→ RECORDS:
************
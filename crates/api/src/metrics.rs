// SPDX-FileCopyrightText: 2025 Semiotic Labs
//
// SPDX-License-Identifier: Apache-2.0

//! Prometheus metrics module
//!
//! Provides global metrics using the default Prometheus registry via macros and
//! an Axum-compatible metrics handler.

use std::sync::LazyLock;

use axum::{
    http::{StatusCode, header},
    response::{IntoResponse, Response},
};
use prometheus::{
    Encoder, HistogramVec, IntCounterVec, IntGauge, TextEncoder, register_histogram_vec,
    register_int_counter_vec, register_int_gauge,
};
use spam_predictor::{EngineKind, SpamLabel};
use tracing::error;

/// Classifications served, labeled by predicted label.
pub static CLASSIFICATIONS: LazyLock<IntCounterVec> = LazyLock::new(|| {
    register_int_counter_vec!(
        "spam_classifier_classifications_total",
        "Total number of classifications, labeled by prediction",
        &["prediction"]
    )
    .expect("Failed to create spam_classifier_classifications_total counter vec")
});

/// Histogram of prediction durations in seconds.
pub static PREDICTION_DURATION: LazyLock<HistogramVec> = LazyLock::new(|| {
    register_histogram_vec!(
        "spam_classifier_prediction_duration_seconds",
        "Prediction durations in seconds",
        &["engine"],
        vec![0.000_1, 0.000_5, 0.001, 0.005, 0.01, 0.025, 0.05, 0.1, 0.25, 1.0]
    )
    .expect("Failed to create prediction duration histogram")
});

/// Training runs, labeled by outcome.
pub static TRAININGS: LazyLock<IntCounterVec> = LazyLock::new(|| {
    register_int_counter_vec!(
        "spam_classifier_trainings_total",
        "Total number of training runs, labeled by outcome",
        &["outcome"]
    )
    .expect("Failed to create spam_classifier_trainings_total counter vec")
});

/// 1 while a trained model is serving.
pub static MODEL_LOADED: LazyLock<IntGauge> = LazyLock::new(|| {
    register_int_gauge!(
        "spam_classifier_model_loaded",
        "Whether a trained model is loaded (1) or not (0)"
    )
    .expect("Failed to create model loaded gauge")
});

/// Count a classification and observe how long it took
///
/// # Arguments
/// * `engine` - Engine that produced the prediction
/// * `prediction` - Predicted label
/// * `duration_secs` - Prediction time in seconds
pub fn record_classification(engine: EngineKind, prediction: SpamLabel, duration_secs: f64) {
    CLASSIFICATIONS
        .with_label_values(&[prediction.as_str()])
        .inc();
    PREDICTION_DURATION
        .with_label_values(&[engine.as_str()])
        .observe(duration_secs);
}

/// Count a training run
pub fn record_training(success: bool) {
    let outcome = if success { "success" } else { "failure" };
    TRAININGS.with_label_values(&[outcome]).inc();
}

/// Update the model-loaded gauge
pub fn set_model_loaded(loaded: bool) {
    MODEL_LOADED.set(i64::from(loaded));
}

/// Axum handler that exports metrics in Prometheus text format
pub async fn metrics_handler() -> Response {
    let encoder = TextEncoder::new();
    let mut buffer = Vec::new();

    if let Err(e) = encoder.encode(&prometheus::gather(), &mut buffer) {
        error!(error = %e, "failed to encode metrics");
        return StatusCode::INTERNAL_SERVER_ERROR.into_response();
    }

    match String::from_utf8(buffer) {
        Ok(body) => ([(header::CONTENT_TYPE, encoder.format_type())], body).into_response(),
        Err(e) => {
            error!(error = %e, "metrics buffer is not UTF-8");
            StatusCode::INTERNAL_SERVER_ERROR.into_response()
        }
    }
}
************
→ PROBLEM TO SOLVE: The expected output is the complete data, repeated exactly.

→ RESPONSE TO THE TASK:
filename crates/api/src/metrics.rs
// SPDX-FileCopyrightText: 2025 Semiotic Labs
//
// SPDX-License-Identifier: Apache-2.0

//! Prometheus metrics module
//!
//! Provides global metrics using the default Prometheus registry via macros and
//! an Axum-compatible metrics handler.

use std::sync::LazyLock;

use axum::{
    http::{StatusCode, header},
    response::{IntoResponse, Response},
};
use prometheus::{
    Encoder, HistogramVec, IntCounterVec, IntGauge, TextEncoder, register_histogram_vec,
    register_int_counter_vec, register_int_gauge,
};
use spam_predictor::{EngineKind, SpamLabel};
use tracing::error;

/// Classifications served, labeled by predicted label.
pub static CLASSIFICATIONS: LazyLock<IntCounterVec> = LazyLock::new(|| {
    register_int_counter_vec!(
        "spam_classifier_classifications_total",
        "Total number of classifications, labeled by prediction",
        &["prediction"]
    )
    .expect("Failed to create spam_classifier_classifications_total counter vec")
});

/// Histogram of prediction durations in seconds.
pub static PREDICTION_DURATION: LazyLock<HistogramVec> = LazyLock::new(|| {
    register_histogram_vec!(
        "spam_classifier_prediction_duration_seconds",
        "Prediction durations in seconds",
        &["engine"],
        vec![0.000_1, 0.000_5, 0.001, 0.005, 0.01, 0.025, 0.05, 0.1, 0.25, 1.0]
    )
    .expect("Failed to create prediction duration histogram")
});

/// Training runs, labeled by outcome.
pub static TRAININGS: LazyLock<IntCounterVec> = LazyLock::new(|| {
    register_int_counter_vec!(
        "spam_classifier_trainings_total",
        "Total number of training runs, labeled by outcome",
        &["outcome"]
    )
    .expect("Failed to create spam_classifier_trainings_total counter vec")
});

/// 1 while a trained model is serving.
pub static MODEL_LOADED: LazyLock<IntGauge> = LazyLock::new(|| {
    register_int_gauge!(
        "spam_classifier_model_loaded",
        "Whether a trained model is loaded (1) or not (0)"
    )
    .expect("Failed to create model loaded gauge")
});

/// Count a classification and observe how long it took
///
/// # Arguments
/// * `engine` - Engine that produced the prediction
/// * `prediction` - Predicted label
/// * `duration_secs` - Prediction time in seconds
pub fn record_classification(engine: EngineKind, prediction: SpamLabel, duration_secs: f64) {
    CLASSIFICATIONS
        .with_label_values(&[prediction.as_str()])
        .inc();
    PREDICTION_DURATION
        .with_label_values(&[engine.as_str()])
        .observe(duration_secs);
}

/// Count a training run
pub fn record_training(success: bool) {
    let outcome = if success { "success" } else { "failure" };
    TRAININGS.with_label_values(&[outcome]).inc();
}

/// Update the model-loaded gauge
pub fn set_model_loaded(loaded: bool) {
    MODEL_LOADED.set(i64::from(loaded));
}

/// Axum handler that exports metrics in Prometheus text format
pub async fn metrics_handler() -> Response {
    let encoder = TextEncoder::new();
    let mut buffer = Vec::new();

    if let Err(e) = encoder.encode(&prometheus::gather(), &mut buffer) {
        error!(error = %e, "failed to encode metrics");
        return StatusCode::INTERNAL_SERVER_ERROR.into_response();
    }

    match String::from_utf8(buffer) {
        Ok(body) => ([(header::CONTENT_TYPE, encoder.format_type())], body).into_response(),
        Err(e) => {
            error!(error = %e, "metrics buffer is not UTF-8");
            StatusCode::INTERNAL_SERVER_ERROR.into_response()
        }
    }
}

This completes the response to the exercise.